The loading dosage of Dexmeditomidine should be provided over a ten-minute period. When delivered rapidly through intravenous or bolus, Dexmeditomidine has been associated with clinically severe episodes of bradycardia and sinus arrest. As a result, dexmedetomidine’s usage in critically ill patients in need of rapid sedation could be reduced (e.g. agitated patients who are attempting to self-extubate) (e.g. agitated patients who are attempting to self-intubate).
Dexmeditomidine was not associated with respiratory depression. Due to the absence of respiratory depression, Dexmeditomidine may be used in some patient groups, such as the extremely obese. The absence of respiratory depression observed in Dexmeditomidine-treated mechanically ventilated patients may also translate into improved weaning and extubation durations. Although there were no significant differences in weaning and extubation times between Dexmeditomidine and placebo participants, these studies were not designed to examine these outcomes. It would be interesting to see additional research focused on these results.

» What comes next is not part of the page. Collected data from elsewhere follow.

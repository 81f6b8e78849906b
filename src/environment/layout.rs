use std::path::{Path, PathBuf};

/**
 * Every path the environment owns, all derived from one base directory.
 * The base directory is ours alone and is wiped at the start of each setup.
 */
#[derive(Debug, Clone, PartialEq, Eq)]
pub struct RootLayout {
    pub base: PathBuf,
    pub rootfs: PathBuf,
    pub bin_dir: PathBuf,
    pub sandbox_binary: PathBuf,
    pub launcher_script: PathBuf,
    pub tmp_dir: PathBuf,
    pub l2s_dir: PathBuf, // proot's link2symlink bookkeeping
    pub setup_marker: PathBuf,
    pub image_archive: PathBuf, // only exists while setup is running
}

impl RootLayout {
    pub fn new(base: &Path) -> Self {
        let bin_dir = base.join("bin");
        Self {
            base: base.to_path_buf(),
            rootfs: base.join("rootfs"),
            sandbox_binary: bin_dir.join("proot"),
            launcher_script: bin_dir.join("launch-proot.sh"),
            bin_dir,
            tmp_dir: base.join("tmp"),
            l2s_dir: base.join(".proot_l2s"),
            setup_marker: base.join(".setup_complete"),
            image_archive: base.join("alpine.tar.gz"),
        }
    }

    pub fn paths(&self) -> [(&'static str, &Path); 9] {
        [
            ("base", &self.base),
            ("rootfs", &self.rootfs),
            ("bin_dir", &self.bin_dir),
            ("sandbox_binary", &self.sandbox_binary),
            ("launcher_script", &self.launcher_script),
            ("tmp_dir", &self.tmp_dir),
            ("l2s_dir", &self.l2s_dir),
            ("setup_marker", &self.setup_marker),
            ("image_archive", &self.image_archive),
        ]
    }
}
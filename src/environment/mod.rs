mod assets;
mod commands;
mod download;
mod environment_struct;
mod layout;
mod progress;
mod provision;
mod settings;
mod setup_record;
mod validate;

pub use assets::*;
pub use commands::*;
pub use environment_struct::*;
pub use layout::*;
pub use progress::*;
pub use provision::*;
pub use settings::*;
pub use setup_record::*;

#[cfg(test)]
pub(crate) mod test_layout;
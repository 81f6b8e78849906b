mod finish;
mod session_struct;
mod spawn;
mod terminal;
mod watcher;

pub use session_struct::*;
pub use terminal::*;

To summarize, intravenous Dexmeditomidine offers effective sedation in patients requiring mechanical breathing while simultaneously providing effective procedural sedation in the critical care unit. Additionally, it reduces the requirement for rescue sedation with intravenous propofol or intravenous midazolam. Dexmeditomidine sedation is also an effective alternative for people who are easily arousable and manageable. Intravenous Dexmeditomidine is generally well tolerated for mechanically ventilated patients and for procedure sedation in non-intubated patients. Delirium following surgery is less likely with Dexmeditomidine than with midazolam or propofol, and there is no indication that this medicine causes respiratory depression. While Dexmeditomidine administration is associated with hypotension and Bradycardia, these adverse effects frequently resolve spontaneously. Intravenous Dexmeditomidine can be administered as a short-term (less than 24 hours) primary sedative for patients who are mechanically ventilated in intensive care and non-intubated adult patients.